Intracellular Inducible Alkylation System That Exhibits Antisense Effects with Greater Potency and Selectivity than the Natural Oligonucleotide

摘要

Synthetic oligonucleotides (ODNs) that incorporate a chemically reactive appendage have been widely investigated in the endeavor to create new functions through specific reactivity toward a target sequence. A number of biotechnological approaches have been invented based on sequence-selective alkylation,[1] cross-linking,[2], [3] strand cleavage,[4]-[7] chemical ligation,[8] signal amplification,[9] and other techniques. Cross-linking oligonucleotides have been used to stabilize complexes with the cellular target mRNA by covalent-bond formation, and have been shown to be useful in enhancing antisense effects. Emerging knowledge about the fundamental role of micro-RNAs (miRNAs) in gene regulation has led to great interest in efficient antisense oligonucleotides against miRNAs as a tool for specifically knocking down particular miRNAs.[10], [11] Psoralen derivatives are activated by UV irradiation and are the only reagents applicable to in vitro and in vivo studies. They not only enhance antisense effects[12], [13] but also induce specific mutations at the sites of the reaction within the triplex DNA.[14], [15] However, until now the use of alkylating oligonucleotides in biological studies has been hampered by the lack of an efficient cross-linking agent.

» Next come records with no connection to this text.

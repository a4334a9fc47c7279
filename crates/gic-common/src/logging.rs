//! Logging configuration and initialization
//!
//! Every GIC binary sets up `tracing` through [`init_logging`]. Output can go
//! to the console, to daily-rotated files, or both, as text or JSON.
//!
//! Environment variables (all optional):
//! - `GIC_LOG_LEVEL`: trace, debug, info, warn, error
//! - `GIC_LOG_OUTPUT`: console, file, both
//! - `GIC_LOG_FORMAT`: text, json
//! - `GIC_LOG_DIR`: directory for log files
//! - `GIC_LOG_FILE_PREFIX`: log file name prefix
//! - `GIC_LOG_FILTER`: extra directives, e.g. `aws_smithy_runtime=warn`
//!
//! Use structured fields rather than formatted strings:
//!
//! ```rust,ignore
//! info!(bucket = %source.bucket, key = %source.key, records = count, "Published batch");
//! ```
//!
//! # Example
//!
//! ```no_run
//! use gic_common::logging::{init_logging, LogConfig};
//!
//! fn main() -> anyhow::Result<()> {
//!     let config = LogConfig::from_env()?;
//!     let _guard = init_logging(&config)?;
//!     tracing::info!("started");
//!     Ok(())
//! }
//! ```

use anyhow::{Context, Result};
use serde::{Deserialize, Serialize};
use std::path::PathBuf;
use tracing::Level;
use tracing_appender::non_blocking::WorkerGuard;
use tracing_subscriber::{
    fmt::{self, format::FmtSpan},
    layer::SubscriberExt,
    registry::Registry,
    util::SubscriberInitExt,
    EnvFilter, Layer,
};

type BoxedLayer = Box<dyn Layer<Registry> + Send + Sync>;

/// Minimum level of emitted events
#[derive(Debug, Clone, Copy, PartialEq, Eq, Serialize, Deserialize, Default)]
#[serde(rename_all = "lowercase")]
pub enum LogLevel {
    Trace,
    Debug,
    #[default]
    Info,
    Warn,
    Error,
}

impl LogLevel {
    pub fn to_tracing_level(self) -> Level {
        match self {
            LogLevel::Trace => Level::TRACE,
            LogLevel::Debug => Level::DEBUG,
            LogLevel::Info => Level::INFO,
            LogLevel::Warn => Level::WARN,
            LogLevel::Error => Level::ERROR,
        }
    }
}

impl std::str::FromStr for LogLevel {
    type Err = anyhow::Error;

    fn from_str(s: &str) -> std::result::Result<Self, Self::Err> {
        match s.trim().to_lowercase().as_str() {
            "trace" => Ok(LogLevel::Trace),
            "debug" => Ok(LogLevel::Debug),
            "info" => Ok(LogLevel::Info),
            "warn" | "warning" => Ok(LogLevel::Warn),
            "error" => Ok(LogLevel::Error),
            other => Err(anyhow::anyhow!("Invalid log level: {}", other)),
        }
    }
}

impl std::fmt::Display for LogLevel {
    fn fmt(&self, f: &mut std::fmt::Formatter<'_>) -> std::fmt::Result {
        let name = match self {
            LogLevel::Trace => "trace",
            LogLevel::Debug => "debug",
            LogLevel::Info => "info",
            LogLevel::Warn => "warn",
            LogLevel::Error => "error",
        };
        f.write_str(name)
    }
}

/// Where log lines are written
#[derive(Debug, Clone, Copy, PartialEq, Eq, Serialize, Deserialize, Default)]
#[serde(rename_all = "lowercase")]
pub enum LogOutput {
    #[default]
    Console,
    File,
    Both,
}

impl LogOutput {
    fn to_console(self) -> bool {
        matches!(self, LogOutput::Console | LogOutput::Both)
    }

    fn to_file(self) -> bool {
        matches!(self, LogOutput::File | LogOutput::Both)
    }
}

impl std::str::FromStr for LogOutput {
    type Err = anyhow::Error;

    fn from_str(s: &str) -> std::result::Result<Self, Self::Err> {
        match s.trim().to_lowercase().as_str() {
            "console" | "stdout" => Ok(LogOutput::Console),
            "file" => Ok(LogOutput::File),
            "both" | "all" => Ok(LogOutput::Both),
            other => Err(anyhow::anyhow!("Invalid log output: {}", other)),
        }
    }
}

/// Line format
#[derive(Debug, Clone, Copy, PartialEq, Eq, Serialize, Deserialize, Default)]
#[serde(rename_all = "lowercase")]
pub enum LogFormat {
    #[default]
    Text,
    Json,
}

impl std::str::FromStr for LogFormat {
    type Err = anyhow::Error;

    fn from_str(s: &str) -> std::result::Result<Self, Self::Err> {
        match s.trim().to_lowercase().as_str() {
            "text" | "pretty" => Ok(LogFormat::Text),
            "json" => Ok(LogFormat::Json),
            other => Err(anyhow::anyhow!("Invalid log format: {}", other)),
        }
    }
}

/// Logging configuration
#[derive(Debug, Clone, Serialize, Deserialize)]
pub struct LogConfig {
    pub level: LogLevel,
    pub output: LogOutput,
    pub format: LogFormat,
    /// Only used when `output` includes files
    pub log_dir: PathBuf,
    /// File name prefix, e.g. "gic-server" -> "gic-server.2024-05-01"
    pub log_file_prefix: String,
    /// Comma-separated per-target directives
    pub filter_directives: Option<String>,
    pub include_location: bool,
}

impl Default for LogConfig {
    fn default() -> Self {
        Self {
            level: LogLevel::Info,
            output: LogOutput::Console,
            format: LogFormat::Text,
            log_dir: PathBuf::from("./logs"),
            log_file_prefix: "gic".to_string(),
            filter_directives: None,
            include_location: false,
        }
    }
}

impl LogConfig {
    /// Defaults for a named component, e.g. `LogConfig::for_component("gic-server")`.
    pub fn for_component(prefix: impl Into<String>) -> Self {
        Self {
            log_file_prefix: prefix.into(),
            ..Self::default()
        }
    }

    /// Overlay `GIC_LOG_*` environment variables on the defaults.
    pub fn from_env() -> Result<Self> {
        Self::default().merge_env()
    }

    /// Overlay `GIC_LOG_*` environment variables on this configuration.
    pub fn merge_env(mut self) -> Result<Self> {
        if let Ok(level) = std::env::var("GIC_LOG_LEVEL") {
            self.level = level.parse()?;
        }
        if let Ok(output) = std::env::var("GIC_LOG_OUTPUT") {
            self.output = output.parse()?;
        }
        if let Ok(format) = std::env::var("GIC_LOG_FORMAT") {
            self.format = format.parse()?;
        }
        if let Ok(dir) = std::env::var("GIC_LOG_DIR") {
            self.log_dir = PathBuf::from(dir);
        }
        if let Ok(prefix) = std::env::var("GIC_LOG_FILE_PREFIX") {
            self.log_file_prefix = prefix;
        }
        if let Ok(filter) = std::env::var("GIC_LOG_FILTER") {
            self.filter_directives = Some(filter);
        }
        if let Ok(value) = std::env::var("GIC_LOG_INCLUDE_LOCATION") {
            self.include_location = value.parse().unwrap_or(false);
        }
        Ok(self)
    }

    pub fn with_level(mut self, level: LogLevel) -> Self {
        self.level = level;
        self
    }

    pub fn with_filter_directives(mut self, directives: impl Into<String>) -> Self {
        self.filter_directives = Some(directives.into());
        self
    }

    fn env_filter(&self) -> Result<EnvFilter> {
        let mut filter =
            EnvFilter::from_default_env().add_directive(self.level.to_tracing_level().into());

        if let Some(directives) = &self.filter_directives {
            for directive in directives.split(',').map(str::trim).filter(|d| !d.is_empty()) {
                filter = filter.add_directive(
                    directive
                        .parse()
                        .with_context(|| format!("Failed to parse filter directive '{}'", directive))?,
                );
            }
        }

        Ok(filter)
    }

    fn fmt_layer<W>(&self, writer: W, ansi: bool) -> BoxedLayer
    where
        W: for<'w> fmt::MakeWriter<'w> + Send + Sync + 'static,
    {
        let layer = fmt::layer()
            .with_writer(writer)
            .with_ansi(ansi)
            .with_file(self.include_location)
            .with_line_number(self.include_location)
            .with_span_events(FmtSpan::CLOSE);

        match self.format {
            LogFormat::Text => layer.boxed(),
            LogFormat::Json => layer.json().boxed(),
        }
    }
}

/// Install the global subscriber.
///
/// Returns the file writer's guard when file output is enabled; keep it alive
/// for the life of the process so buffered lines are flushed on exit.
pub fn init_logging(config: &LogConfig) -> Result<Option<WorkerGuard>> {
    let mut layers: Vec<BoxedLayer> = Vec::new();
    let mut guard = None;

    if config.output.to_console() {
        layers.push(config.fmt_layer(std::io::stdout, true));
    }

    if config.output.to_file() {
        std::fs::create_dir_all(&config.log_dir).context("Failed to create log directory")?;
        let appender = tracing_appender::rolling::daily(&config.log_dir, &config.log_file_prefix);
        let (writer, file_guard) = tracing_appender::non_blocking(appender);
        layers.push(config.fmt_layer(writer, false));
        guard = Some(file_guard);
    }

    tracing_subscriber::registry()
        .with(layers)
        .with(config.env_filter()?)
        .try_init()
        .context("Failed to install tracing subscriber")?;

    Ok(guard)
}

As alkylating or cross-linking agents tend to be unstable under physiological conditions, the use of stable precursors with inducible reactivity was expected to provide a solution to this problem.[2], [16] We recently proposed a new concept of inducible reactivity, in which a phenylsulfide derivative used as a stable precursor to a 2-amino-6-vinylpurine nucleoside analogue is automatically activated in the proximity of the target cytidine residue to form a covalent bond selectively (Scheme 1).[17]-[20] The selectivity of this inducible alkylation system for cytidine is so high that a single nucleotide difference can be discriminated in the alkylation. Herein we describe the capacity of the inducible alkylation system to exhibit antisense effects in an intracellular environment with greater potency and selectivity than the corresponding unmodified oligonucleotide.